Post by PDQ on Thu Mar 25, 2010 10:14 am

Impressive piece of work, meticulous detail, must have taken hours. Are you buying one?

Reminds me of my days at Avro (Hawker Siddeley) when they began to introduce fully CNC milled wing spars (Vulcan)and eventually fully milled all in one spar/rib wing panels on the newer designs.
After numerous calculations and stress dept. consultations, these were seriously tested out in a structural test specimen before ever getting to be in a real aeroplane. Later this approach became the basis for Air Bus etc.
All the swarf was returned to the foundry so there was no waste.

The weight savings compared with the old way of multiple riveted joints between skin, spar, ribs intercostals was astonishing.

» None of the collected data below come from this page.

//! Caller verification: the gate in front of every bridge call.
//!
//! Verification order:
//! 1. Same uid as the host process → allow, nothing else is consulted.
//! 2. Resolve packages owned by the caller uid; none → deny.
//! 3. For each owned package named like the allow-listed package, hash its
//!    current signers and signing history.
//! 4. Allow iff one of those fingerprints equals the allow-listed one.

use std::collections::BTreeSet;
use std::sync::Arc;

use log::{debug, warn};
use serde::{Deserialize, Serialize};

use super::fingerprint::Fingerprint;
use super::registry::PackageRegistry;

/// The single caller identity allowed through the bridge.
#[derive(Debug, Clone, PartialEq, Eq, Serialize, Deserialize)]
pub struct AllowlistEntry {
    pub expected_package_name: String,
    pub expected_fingerprint: Fingerprint,
}

impl AllowlistEntry {
    /// Build an entry; the fingerprint may be colon-separated.
    pub fn new(package_name: impl Into<String>, fingerprint: &str) -> Self {
        Self {
            expected_package_name: package_name.into(),
            expected_fingerprint: Fingerprint::parse(fingerprint),
        }
    }
}

/// Resolved caller details. Recomputed per call, never persisted.
#[derive(Debug, Clone, Default, PartialEq, Eq)]
pub struct CallerIdentity {
    pub uid: u32,
    pub packages: BTreeSet<String>,
    pub fingerprints: BTreeSet<Fingerprint>,
}

/// Why a caller was turned away.
#[derive(Debug, Clone, PartialEq, Eq, thiserror::Error)]
pub enum DenyReason {
    #[error("No packages for uid={uid}")]
    NoPackagesForCaller { uid: u32 },

    #[error("Caller rejected: uid={uid} packages={}", join(.packages))]
    CallerRejected { uid: u32, packages: BTreeSet<String> },

    #[error("Unable to verify signature: {reason}")]
    FingerprintUnavailable { package: String, reason: String },
}

fn join(packages: &BTreeSet<String>) -> String {
    packages.iter().cloned().collect::<Vec<_>>().join(", ")
}

/// Outcome of authenticating one call.
#[derive(Debug, Clone, PartialEq, Eq)]
pub enum AuthDecision {
    Allow,
    Deny(DenyReason),
}

impl AuthDecision {
    pub fn is_allowed(&self) -> bool {
        matches!(self, AuthDecision::Allow)
    }
}

/// Decides whether a calling process may use the bridge.
#[derive(Clone)]
pub struct IdentityVerifier {
    host_uid: u32,
    allow: AllowlistEntry,
    registry: Arc<dyn PackageRegistry>,
}

impl IdentityVerifier {
    pub fn new(host_uid: u32, allow: AllowlistEntry, registry: Arc<dyn PackageRegistry>) -> Self {
        Self {
            host_uid,
            allow,
            registry,
        }
    }

    pub fn host_uid(&self) -> u32 {
        self.host_uid
    }

    pub fn allowlist(&self) -> &AllowlistEntry {
        &self.allow
    }

    /// Authenticate a caller by uid.
    pub fn authenticate(&self, caller_uid: u32) -> AuthDecision {
        if caller_uid == self.host_uid {
            return AuthDecision::Allow;
        }

        match self.resolve(caller_uid) {
            Ok(identity) => {
                if identity.fingerprints.contains(&self.allow.expected_fingerprint) {
                    debug!(
                        "caller uid={} verified as {}",
                        caller_uid, self.allow.expected_package_name
                    );
                    AuthDecision::Allow
                } else {
                    AuthDecision::Deny(DenyReason::CallerRejected {
                        uid: caller_uid,
                        packages: identity.packages,
                    })
                }
            }
            Err(reason) => AuthDecision::Deny(reason),
        }
    }

    /// Resolve packages and the fingerprints of the allow-listed package.
    ///
    /// Only packages matching the allow-listed name are hashed; other
    /// packages sharing the uid contribute to `packages` but not to
    /// `fingerprints`.
    pub fn resolve(&self, caller_uid: u32) -> Result<CallerIdentity, DenyReason> {
        let packages = self.registry.packages_for_uid(caller_uid);
        if packages.is_empty() {
            return Err(DenyReason::NoPackagesForCaller { uid: caller_uid });
        }

        let mut fingerprints = BTreeSet::new();
        for package in packages
            .iter()
            .filter(|p| **p == self.allow.expected_package_name)
        {
            match self.registry.signing_certificates(package) {
                Ok(Some(certs)) => {
                    fingerprints.extend(certs.all().map(Fingerprint::of_certificate));
                }
                Ok(None) => {
                    warn!("package not found while verifying caller: {package}");
                }
                Err(e) => {
                    return Err(DenyReason::FingerprintUnavailable {
                        package: package.clone(),
                        reason: e.to_string(),
                    });
                }
            }
        }

        Ok(CallerIdentity {
            uid: caller_uid,
            packages,
            fingerprints,
        })
    }
}

impl std::fmt::Debug for IdentityVerifier {
    fn fmt(&self, f: &mut std::fmt::Formatter<'_>) -> std::fmt::Result {
        f.debug_struct("IdentityVerifier")
            .field("host_uid", &self.host_uid)
            .field("allow", &self.allow)
            .finish_non_exhaustive()
    }
}
//! Async job queue: durable handoff of accepted results to background work.
//!
//! Jobs are persisted before `enqueue` returns and run at least once, on a
//! worker thread or through an explicit [`JobQueue::run_due`] pass.

pub mod job;
pub mod queue;
pub mod sync;
pub mod worker;

pub use job::{JobId, JobOutcome, JobState, PendingJob, RetryPolicy};
pub use queue::{JobQueue, RunSummary};
pub use sync::ResultSyncJob;
pub use worker::{JobHandler, JobWorker, WorkerHandle, DEFAULT_POLL_INTERVAL};
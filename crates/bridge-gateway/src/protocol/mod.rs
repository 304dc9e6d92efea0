//! The two-method bridge protocol.
//!
//! - [`contract`]: method names and argument/response keys.
//! - [`envelope`]: parsed requests, responses and dispatch outcomes.
//! - [`dispatcher`]: authentication, routing and the method handlers.
//! - [`wire`]: newline-delimited JSON framing for the socket transport.
//! - [`client`]: blocking socket client.

pub mod client;
pub mod contract;
pub mod dispatcher;
pub mod envelope;
pub mod wire;

pub use client::BridgeClient;
pub use dispatcher::Dispatcher;
pub use envelope::{DispatchOutcome, Method, RequestEnvelope, ResponseEnvelope};
pub use wire::{WireReply, WireRequest, MAX_FRAME_LEN};
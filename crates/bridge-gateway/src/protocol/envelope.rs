//! Request and response envelopes.

use serde::{Deserialize, Serialize};
use serde_json::Value;

use super::contract::{
    ARG_PAYLOAD, ARG_REQUEST_ID, EXTRA_PAYLOAD, EXTRA_REQUEST_ID, METHOD_REQUEST_DATA,
    METHOD_SUBMIT_RESULT, REQUEST_DATA, STATUS_ACCEPTED, SUBMIT_RESULT,
};
use crate::identity::DenyReason;

/// The two bridge operations.
#[derive(Debug, Clone, Copy, PartialEq, Eq, Hash)]
pub enum Method {
    RequestData,
    SubmitResult,
}

impl Method {
    /// Accepts the full contract name or the short alias.
    pub fn parse(name: &str) -> Option<Self> {
        match name {
            METHOD_REQUEST_DATA | REQUEST_DATA => Some(Method::RequestData),
            METHOD_SUBMIT_RESULT | SUBMIT_RESULT => Some(Method::SubmitResult),
            _ => None,
        }
    }

    /// Canonical contract name.
    pub fn as_str(self) -> &'static str {
        match self {
            Method::RequestData => METHOD_REQUEST_DATA,
            Method::SubmitResult => METHOD_SUBMIT_RESULT,
        }
    }
}

impl std::fmt::Display for Method {
    fn fmt(&self, f: &mut std::fmt::Formatter<'_>) -> std::fmt::Result {
        f.write_str(self.as_str())
    }
}

/// One inbound call after method resolution.
#[derive(Debug, Clone, PartialEq, Eq)]
pub struct RequestEnvelope {
    pub method: Method,
    pub request_id: Option<String>,
    pub payload: Option<String>,
}

impl RequestEnvelope {
    /// Read the call arguments. Only string values count; anything else
    /// (numbers, objects, `null`) is treated as absent.
    pub fn from_arguments(method: Method, arguments: &Value) -> Self {
        Self {
            method,
            request_id: string_arg(arguments, &[ARG_REQUEST_ID, EXTRA_REQUEST_ID]),
            payload: string_arg(arguments, &[ARG_PAYLOAD, EXTRA_PAYLOAD]),
        }
    }

    /// Request id, `""` when the caller sent none.
    pub fn request_id_or_empty(&self) -> &str {
        self.request_id.as_deref().unwrap_or("")
    }
}

fn string_arg(arguments: &Value, keys: &[&str]) -> Option<String> {
    keys.iter()
        .find_map(|key| arguments.get(*key).and_then(Value::as_str))
        .map(str::to_string)
}

/// Reply to a handled call.
///
/// Success carries `data` or `status`; failure carries `error`.
#[derive(Debug, Clone, PartialEq, Eq, Serialize, Deserialize)]
pub struct ResponseEnvelope {
    pub ok: bool,
    #[serde(default, skip_serializing_if = "Option::is_none")]
    pub data: Option<String>,
    #[serde(default, skip_serializing_if = "Option::is_none")]
    pub error: Option<String>,
    #[serde(default, skip_serializing_if = "Option::is_none")]
    pub status: Option<String>,
}

impl ResponseEnvelope {
    pub fn data(data: impl Into<String>) -> Self {
        Self {
            ok: true,
            data: Some(data.into()),
            error: None,
            status: None,
        }
    }

    pub fn status(status: impl Into<String>) -> Self {
        Self {
            ok: true,
            data: None,
            error: None,
            status: Some(status.into()),
        }
    }

    pub fn accepted() -> Self {
        Self::status(STATUS_ACCEPTED)
    }

    pub fn error(message: impl Into<String>) -> Self {
        Self {
            ok: false,
            data: None,
            error: Some(message.into()),
            status: None,
        }
    }
}

/// Result of dispatching one call.
///
/// A denial is not a response: the transport must surface it as a security
/// failure, never as an `ok=false` envelope.
#[derive(Debug, Clone, PartialEq, Eq)]
pub enum DispatchOutcome {
    Denied(DenyReason),
    Handled(ResponseEnvelope),
}

impl DispatchOutcome {
    pub fn is_denied(&self) -> bool {
        matches!(self, DispatchOutcome::Denied(_))
    }

    /// The response, if the call got past authentication.
    pub fn response(&self) -> Option<&ResponseEnvelope> {
        match self {
            DispatchOutcome::Handled(response) => Some(response),
            DispatchOutcome::Denied(_) => None,
        }
    }
}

But in the modelling world, I do wonder if massive detailed work like this, (explained as to save a few grams), is really justified.
Was all the cutting and chopping done with supporting calculations and meticulous testing from various prototypes or was it just this modeller's own one off fantasy?
He seems to have impressed some who are happy to throw lots of money at him so good luck to him.

Don't get me wrong
I do admire the man's determination, stamina and patience (and cheek) but I prefer a more pragmatic approach. Low cost/high fun has to be the consideration in my own modelling adventures.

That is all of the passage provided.